Queste caratteristiche somatiche sono evidentissime nel personaggi che appaiono ai visitatori d’oggi nelle vicinanze del muro «romano» di Liqian: uomini con gli occhi a mandorla, capelli rossicci, zigomi per nulla mogolici, vestiti di corazza, elmo, gambali e armati di gladium.

I legionari dunque (dopo la sconfitta di Crasso a Carre nel 53 a.C. o forse più probabilmente a seguito della ritirata di Marco Antonio nell’altra sfortunata campagna contro i Parti nel 36 a.C.), dopo un viaggio di molte migliaia di miglia verso oriente, avevano trovato una nuova casa in una città fondata da loro col nome cinese di Roma ai margini del deserto di Gobi e nuovi concittadini ai confini settentrionali dell’altro grande impero del loro tempo.

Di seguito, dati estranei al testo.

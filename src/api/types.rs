//! Shared types for the API layer.

use std::sync::Arc;

use serde::Serialize;

use crate::api::error::ApiError;
use crate::core_state::CoreState;

// ═══════════════════════════════════════════════════════════
// API context: shared state for the router
// ═══════════════════════════════════════════════════════════

/// Shared context for all API routes.
#[derive(Clone)]
pub struct ApiContext {
    pub core: Arc<CoreState>,
}

impl ApiContext {
    pub fn new(core: Arc<CoreState>) -> Self {
        Self { core }
    }
}

/// `{"status": "..."}` acknowledgement.
#[derive(Debug, Serialize)]
pub struct StatusResponse {
    pub status: &'static str,
}

// ═══════════════════════════════════════════════════════════
// Boundary validation
// ═══════════════════════════════════════════════════════════

/// A reading must be finite and non-negative before it reaches the state holder.
pub fn require_reading(field: &str, value: f64) -> Result<f64, ApiError> {
    if !value.is_finite() {
        return Err(ApiError::BadRequest(format!("{field} must be a finite number")));
    }
    if value < 0.0 {
        return Err(ApiError::BadRequest(format!("{field} must be >= 0")));
    }
    Ok(value)
}

/// Trimmed text, rejecting blank input.
pub fn require_text<'a>(field: &str, value: &'a str) -> Result<&'a str, ApiError> {
    let trimmed = value.trim();
    if trimmed.is_empty() {
        return Err(ApiError::BadRequest(format!("{field} is required")));
    }
    Ok(trimmed)
}
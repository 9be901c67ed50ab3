//! Fixed-cadence scoring loop.
//!
//! Each tick: snapshot → [`assess`] → payload → hub. The tick runs inline
//! in the loop task, so two ticks never overlap; if one runs long, the
//! missed timer ticks are skipped rather than queued.

use std::sync::Arc;
use std::time::Duration;

use serde::Serialize;
use tokio::sync::oneshot;
use tokio::task::JoinHandle;
use tokio::time::MissedTickBehavior;

use crate::core_state::{CoreError, CoreState};
use crate::scoring::{assess, InsightBand, NormalizedComponents, PatientSnapshot};

/// Message pushed to dashboards every tick.
#[derive(Debug, Clone, PartialEq, Serialize)]
pub struct ProgressPayload {
    pub progress_score: f64,
    pub insight: &'static str,
    pub insight_band: InsightBand,
    /// Raw inputs, as the dashboard labels them.
    pub hrv: f64,
    pub avg_sentiment: f64,
    pub symptom_score: f64,
    pub clinical_biomarker: f64,
    pub components: NormalizedComponents,
}

/// Score a snapshot into the wire payload. Pure.
pub fn build_payload(snapshot: &PatientSnapshot) -> ProgressPayload {
    let assessment = assess(snapshot);
    ProgressPayload {
        progress_score: assessment.score,
        insight: assessment.insight,
        insight_band: assessment.band,
        hrv: snapshot.wearable_metric,
        avg_sentiment: snapshot.smoothed_sentiment,
        symptom_score: snapshot.symptom_score,
        clinical_biomarker: snapshot.clinical_biomarker,
        components: assessment.components,
    }
}

/// One broadcast cycle. Returns the payload that was sent.
pub fn run_tick(core: &CoreState) -> ProgressPayload {
    let payload = build_payload(&core.patient().snapshot());
    match core.hub().broadcast(&payload) {
        Ok(delivered) => tracing::debug!(
            score = payload.progress_score,
            band = payload.insight_band.as_str(),
            delivered,
            "Progress broadcast"
        ),
        Err(e) => tracing::error!(error = %e, "Failed to serialize progress payload"),
    }
    payload
}

// ═══════════════════════════════════════════════════════════
// Loop lifecycle
// ═══════════════════════════════════════════════════════════

/// Handle to the running loop. Dropping it leaves the loop running.
pub struct BroadcastHandle {
    shutdown_tx: Option<oneshot::Sender<()>>,
    task: JoinHandle<()>,
}

impl BroadcastHandle {
    /// Signal the loop to stop. Safe to call more than once.
    pub fn shutdown(&mut self) {
        if let Some(tx) = self.shutdown_tx.take() {
            let _ = tx.send(());
            tracing::info!("Broadcast loop shutdown signal sent");
        }
    }

    /// Signal and wait for the loop task to finish.
    pub async fn stop(mut self) -> Result<(), CoreError> {
        self.shutdown();
        self.task
            .await
            .map_err(|e| CoreError::Task(e.to_string()))
    }

    pub fn is_finished(&self) -> bool {
        self.task.is_finished()
    }
}

/// Spawn the loop on the current runtime. The first tick fires immediately.
pub fn start_broadcast_loop(core: Arc<CoreState>, period: Duration) -> BroadcastHandle {
    // tokio::time::interval panics on a zero period.
    let period = period.max(Duration::from_millis(1));
    let (shutdown_tx, mut shutdown_rx) = oneshot::channel::<()>();

    let task = tokio::spawn(async move {
        let mut interval = tokio::time::interval(period);
        interval.set_missed_tick_behavior(MissedTickBehavior::Skip);
        tracing::info!(period_ms = period.as_millis() as u64, "Broadcast loop started");

        loop {
            tokio::select! {
                _ = &mut shutdown_rx => break,
                _ = interval.tick() => {
                    run_tick(&core);
                }
            }
        }

        tracing::info!("Broadcast loop stopped");
    });

    BroadcastHandle {
        shutdown_tx: Some(shutdown_tx),
        task,
    }
}
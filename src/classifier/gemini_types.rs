use serde::{Deserialize, Serialize};

const HARM_CATEGORIES: [&str; 4] = [
    "HARM_CATEGORY_HARASSMENT",
    "HARM_CATEGORY_HATE_SPEECH",
    "HARM_CATEGORY_SEXUALLY_EXPLICIT",
    "HARM_CATEGORY_DANGEROUS_CONTENT",
];

#[derive(Debug, Serialize)]
pub(super) struct GenerateContentRequest {
    pub(super) contents: Vec<Content>,
    #[serde(rename = "safetySettings")]
    pub(super) safety_settings: Vec<SafetySetting>,
}

#[derive(Debug, Serialize)]
pub(super) struct Content {
    pub(super) role: &'static str,
    pub(super) parts: Vec<Part>,
}

#[derive(Debug, Serialize)]
pub(super) struct Part {
    #[serde(skip_serializing_if = "Option::is_none")]
    pub(super) text: Option<String>,
    #[serde(rename = "inlineData", skip_serializing_if = "Option::is_none")]
    pub(super) inline_data: Option<InlineData>,
}

impl Part {
    pub(super) fn text(text: impl Into<String>) -> Self {
        Self {
            text: Some(text.into()),
            inline_data: None,
        }
    }

    pub(super) fn inline(mime_type: &str, data: String) -> Self {
        Self {
            text: None,
            inline_data: Some(InlineData {
                mime_type: mime_type.to_string(),
                data,
            }),
        }
    }
}

#[derive(Debug, Serialize)]
pub(super) struct InlineData {
    #[serde(rename = "mimeType")]
    pub(super) mime_type: String,
    pub(super) data: String,
}

#[derive(Debug, Serialize)]
pub(super) struct SafetySetting {
    pub(super) category: &'static str,
    pub(super) threshold: &'static str,
}

/// `BLOCK_NONE` for every category. Upstream refusals still surface in the response.
pub(super) fn permissive_safety_settings() -> Vec<SafetySetting> {
    HARM_CATEGORIES
        .iter()
        .map(|&category| SafetySetting {
            category,
            threshold: "BLOCK_NONE",
        })
        .collect()
}

#[derive(Debug, Deserialize)]
pub(super) struct GenerateContentResponse {
    pub(super) candidates: Option<Vec<Candidate>>,
    #[serde(rename = "promptFeedback")]
    pub(super) prompt_feedback: Option<PromptFeedback>,
}

#[derive(Debug, Deserialize)]
pub(super) struct PromptFeedback {
    #[serde(rename = "blockReason")]
    pub(super) block_reason: Option<String>,
}

#[derive(Debug, Deserialize)]
pub(super) struct Candidate {
    pub(super) content: Option<CandidateContent>,
    #[serde(rename = "finishReason")]
    pub(super) finish_reason: Option<String>,
}

#[derive(Debug, Deserialize)]
pub(super) struct CandidateContent {
    #[serde(default)]
    pub(super) parts: Vec<ResponsePart>,
}

#[derive(Debug, Deserialize)]
pub(super) struct ResponsePart {
    pub(super) text: Option<String>,
}
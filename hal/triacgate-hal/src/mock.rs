//! Simulated device for host tests
//!
//! [`MockHardware`] implements every peripheral trait against plain state.
//! Tests can snapshot the state before and after a call and compare, count
//! mutating calls, and script the half-wave lengths the timer "captures".
//!
//! The simulation models one comparator and one timer: the ids passed in
//! are recorded but not used to select separate instances.

use heapless::{Deque, Vec};

use crate::acmp::{AcmpSetup, AnalogComparator};
use crate::device::{AcmpId, DeviceResources, GpioPort, PrsChannel, TimerId};
use crate::gpio::OutputPins;
use crate::prs::{EdgeDetect, PrsSource, ReflexRouter};
use crate::timer::{CaptureCompareTimer, CcChannel, CompareSetup, CounterSetup};

/// Interconnect channels the simulation can hold
pub const MOCK_PRS_CHANNELS: usize = 12;

/// Timer instances the simulation can describe
pub const MOCK_TIMERS: usize = 4;

/// Depth of the scripted capture queue
pub const MOCK_CAPTURE_DEPTH: usize = 128;

/// Resources the simulated chip offers
#[derive(Debug, Clone, Copy, PartialEq, Eq)]
pub struct MockProfile {
    /// Interconnect channels present
    pub prs_channel_count: u8,
    /// Highest pin location for every channel
    pub prs_location_max: u8,
    /// Highest pin location for comparator and timer compare outputs
    pub output_location_max: u8,
    /// Bonded-out pins per port, one bit per pin (A = index 0)
    pub pin_mask: [u16; 12],
    /// Number of comparator instances
    pub acmp_count: u8,
    /// Timer input clocks, `None` where the instance is missing
    pub timer_clock_hz: [Option<u32>; MOCK_TIMERS],
    /// Counter width limit
    pub timer_max_count: u32,
}

impl Default for MockProfile {
    /// Eight channels, ports A-F fully bonded, two comparators, two
    /// 16-bit timers clocked at 1 MHz
    fn default() -> Self {
        Self {
            prs_channel_count: 8,
            prs_location_max: 7,
            output_location_max: 31,
            pin_mask: [0xFFFF, 0xFFFF, 0xFFFF, 0xFFFF, 0xFFFF, 0xFFFF, 0, 0, 0, 0, 0, 0],
            acmp_count: 2,
            timer_clock_hz: [Some(1_000_000), Some(1_000_000), None, None],
            timer_max_count: 0xFFFF,
        }
    }
}

/// Routing state of one interconnect channel
#[derive(Debug, Clone, Copy, PartialEq, Eq, Default)]
pub struct MockPrsChannel {
    /// Selected producer
    pub source: Option<PrsSource>,
    /// Edge detection
    pub edge: EdgeDetect,
    /// AND with the next channel
    pub and_next: bool,
    /// Pin location the channel drives, if routed
    pub pin_location: Option<u8>,
}

/// Observable device state
///
/// Everything a configuration call can change lives here, so two
/// snapshots compare equal exactly when no such change happened.
#[derive(Debug, Clone, PartialEq, Eq, Default)]
pub struct MockState {
    /// Peripherals whose clocks were enabled
    pub clocks: Option<(AcmpId, TimerId)>,
    /// Comparator configuration
    pub acmp: Option<AcmpSetup>,
    /// Comparator enabled
    pub acmp_enabled: bool,
    /// Comparator output pin location
    pub acmp_route: Option<u8>,
    /// Interconnect channels
    pub prs: [MockPrsChannel; MOCK_PRS_CHANNELS],
    /// Pins configured as push-pull outputs with their initial level
    pub pins: Vec<(GpioPort, u8, bool), 8>,
    /// Counter configuration
    pub timer: Option<CounterSetup>,
    /// Compare channel configuration, by channel index
    pub compare_setup: [Option<CompareSetup>; 3],
    /// Last written compare values, by channel index
    pub compare: [Option<u32>; 3],
    /// Compare output pin locations, by channel index
    pub compare_route: [Option<u8>; 3],
    /// Capture channel and its interconnect input
    pub capture: Option<(CcChannel, PrsChannel)>,
}

/// Simulated device
#[derive(Debug, Clone)]
pub struct MockHardware {
    profile: MockProfile,
    state: MockState,
    writes: u32,
    captures: Deque<u32, MOCK_CAPTURE_DEPTH>,
    captures_taken: u32,
    last_capture: u32,
    line_present: bool,
    acmp_stuck: bool,
}

impl Default for MockHardware {
    fn default() -> Self {
        Self::new()
    }
}

impl MockHardware {
    /// Create a device with the default profile and an AC line present
    pub fn new() -> Self {
        Self::with_profile(MockProfile::default())
    }

    /// Create a device with a custom profile
    pub fn with_profile(profile: MockProfile) -> Self {
        Self {
            profile,
            state: MockState::default(),
            writes: 0,
            captures: Deque::new(),
            captures_taken: 0,
            last_capture: 0,
            line_present: true,
            acmp_stuck: false,
        }
    }

    /// Resource profile
    pub fn profile(&self) -> &MockProfile {
        &self.profile
    }

    /// Snapshot of the observable state
    pub fn state(&self) -> &MockState {
        &self.state
    }

    /// Number of mutating hardware calls so far
    pub fn writes(&self) -> u32 {
        self.writes
    }

    /// Number of captures read so far
    pub fn captures_taken(&self) -> u32 {
        self.captures_taken
    }

    /// Captures still queued
    pub fn captures_pending(&self) -> usize {
        self.captures.len()
    }

    /// Remove the AC line: arming the capture no longer produces the
    /// initial zero-count edge
    pub fn set_line_present(&mut self, present: bool) {
        self.line_present = present;
    }

    /// Keep the comparator from ever reporting ready
    pub fn set_acmp_stuck(&mut self, stuck: bool) {
        self.acmp_stuck = stuck;
    }

    /// Queue one measured half-wave length, in ticks
    ///
    /// Returns false if the queue is full.
    pub fn push_capture(&mut self, ticks: u32) -> bool {
        self.captures.push_back(ticks).is_ok()
    }

    /// Queue several half-wave lengths
    pub fn push_captures(&mut self, ticks: &[u32]) {
        for &t in ticks {
            if !self.push_capture(t) {
                break;
            }
        }
    }

    /// Compare value last written to a channel
    pub fn compare(&self, cc: CcChannel) -> Option<u32> {
        self.state.compare[cc.index()]
    }

    fn touch(&mut self) {
        self.writes += 1;
    }

    fn prs_mut(&mut self, channel: PrsChannel) -> Option<&mut MockPrsChannel> {
        self.state.prs.get_mut(channel.index())
    }
}

impl DeviceResources for MockHardware {
    fn prs_channel_count(&self) -> u8 {
        self.profile.prs_channel_count
    }

    fn prs_location_max(&self, channel: PrsChannel) -> Option<u8> {
        if channel.0 < self.profile.prs_channel_count {
            Some(self.profile.prs_location_max)
        } else {
            None
        }
    }

    fn acmp_location_max(&self, acmp: AcmpId) -> Option<u8> {
        self.has_acmp(acmp).then_some(self.profile.output_location_max)
    }

    fn timer_location_max(&self, timer: TimerId, _cc: CcChannel) -> Option<u8> {
        self.timer_clock_hz(timer).map(|_| self.profile.output_location_max)
    }

    fn pin_exists(&self, port: GpioPort, pin: u8) -> bool {
        pin < 16 && self.profile.pin_mask[port.index()] & (1 << pin) != 0
    }

    fn has_acmp(&self, acmp: AcmpId) -> bool {
        acmp.0 < self.profile.acmp_count
    }

    fn timer_clock_hz(&self, timer: TimerId) -> Option<u32> {
        self.profile
            .timer_clock_hz
            .get(timer.0 as usize)
            .copied()
            .flatten()
    }

    fn timer_max_count(&self, _timer: TimerId) -> u32 {
        self.profile.timer_max_count
    }

    fn enable_clocks(&mut self, acmp: AcmpId, timer: TimerId) {
        self.touch();
        self.state.clocks = Some((acmp, timer));
    }
}

impl AnalogComparator for MockHardware {
    fn acmp_setup(&mut self, _acmp: AcmpId, setup: &AcmpSetup) {
        self.touch();
        self.state.acmp = Some(*setup);
        self.state.acmp_enabled = false;
    }

    fn acmp_enable(&mut self, _acmp: AcmpId) {
        self.touch();
        self.state.acmp_enabled = true;
    }

    fn acmp_active(&self, _acmp: AcmpId) -> bool {
        self.state.acmp_enabled && !self.acmp_stuck
    }

    fn acmp_route_output(&mut self, _acmp: AcmpId, location: u8) {
        self.touch();
        self.state.acmp_route = Some(location);
    }
}

impl ReflexRouter for MockHardware {
    fn prs_connect(&mut self, channel: PrsChannel, source: PrsSource, edge: EdgeDetect) {
        self.touch();
        if let Some(ch) = self.prs_mut(channel) {
            ch.source = Some(source);
            ch.edge = edge;
        }
    }

    fn prs_and_next(&mut self, channel: PrsChannel) {
        self.touch();
        if let Some(ch) = self.prs_mut(channel) {
            ch.and_next = true;
        }
    }

    fn prs_route_pin(&mut self, channel: PrsChannel, location: u8) {
        self.touch();
        if let Some(ch) = self.prs_mut(channel) {
            ch.pin_location = Some(location);
        }
    }
}

impl CaptureCompareTimer for MockHardware {
    fn timer_setup(&mut self, _timer: TimerId, setup: &CounterSetup) {
        self.touch();
        self.state.timer = Some(*setup);
    }

    fn timer_compare_setup(&mut self, _timer: TimerId, cc: CcChannel, setup: &CompareSetup) {
        self.touch();
        self.state.compare_setup[cc.index()] = Some(*setup);
    }

    fn timer_capture_setup(&mut self, _timer: TimerId, cc: CcChannel, input: PrsChannel) {
        self.touch();
        self.state.capture = Some((cc, input));
        // The first edge after arming starts the counter and captures 0
        if self.line_present && self.captures.push_front(0).is_err() {
            self.captures.pop_back();
            let _ = self.captures.push_front(0);
        }
    }

    fn timer_set_compare(&mut self, _timer: TimerId, cc: CcChannel, value: u32) {
        self.touch();
        self.state.compare[cc.index()] = Some(value);
    }

    fn timer_capture_pending(&self, _timer: TimerId, cc: CcChannel) -> bool {
        matches!(self.state.capture, Some((armed, _)) if armed == cc) && !self.captures.is_empty()
    }

    fn timer_take_capture(&mut self, timer: TimerId, cc: CcChannel) -> u32 {
        if self.timer_capture_pending(timer, cc) {
            if let Some(value) = self.captures.pop_front() {
                self.last_capture = value;
                self.captures_taken += 1;
            }
        }
        self.last_capture
    }

    fn timer_route_compare(&mut self, _timer: TimerId, cc: CcChannel, location: u8) {
        self.touch();
        self.state.compare_route[cc.index()] = Some(location);
    }
}

impl OutputPins for MockHardware {
    fn configure_push_pull(&mut self, port: GpioPort, pin: u8, high: bool) {
        self.touch();
        if let Some(entry) = self
            .state
            .pins
            .iter_mut()
            .find(|(p, n, _)| *p == port && *n == pin)
        {
            entry.2 = high;
        } else {
            let _ = self.state.pins.push((port, pin, high));
        }
    }
}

Come ha scritto un noto orientalista italiano, Mario Bussagli, i legionari romani, «deportati nelle regioni dell’est (…) devono essere riusciti a fuggire e devono aver ritrovato, sotto la variegata insegna di Chihchih (ma poi anche dell’imperatore cinese n.d.a.) quella dignità e quella libertà che sembravano perdute per sempre».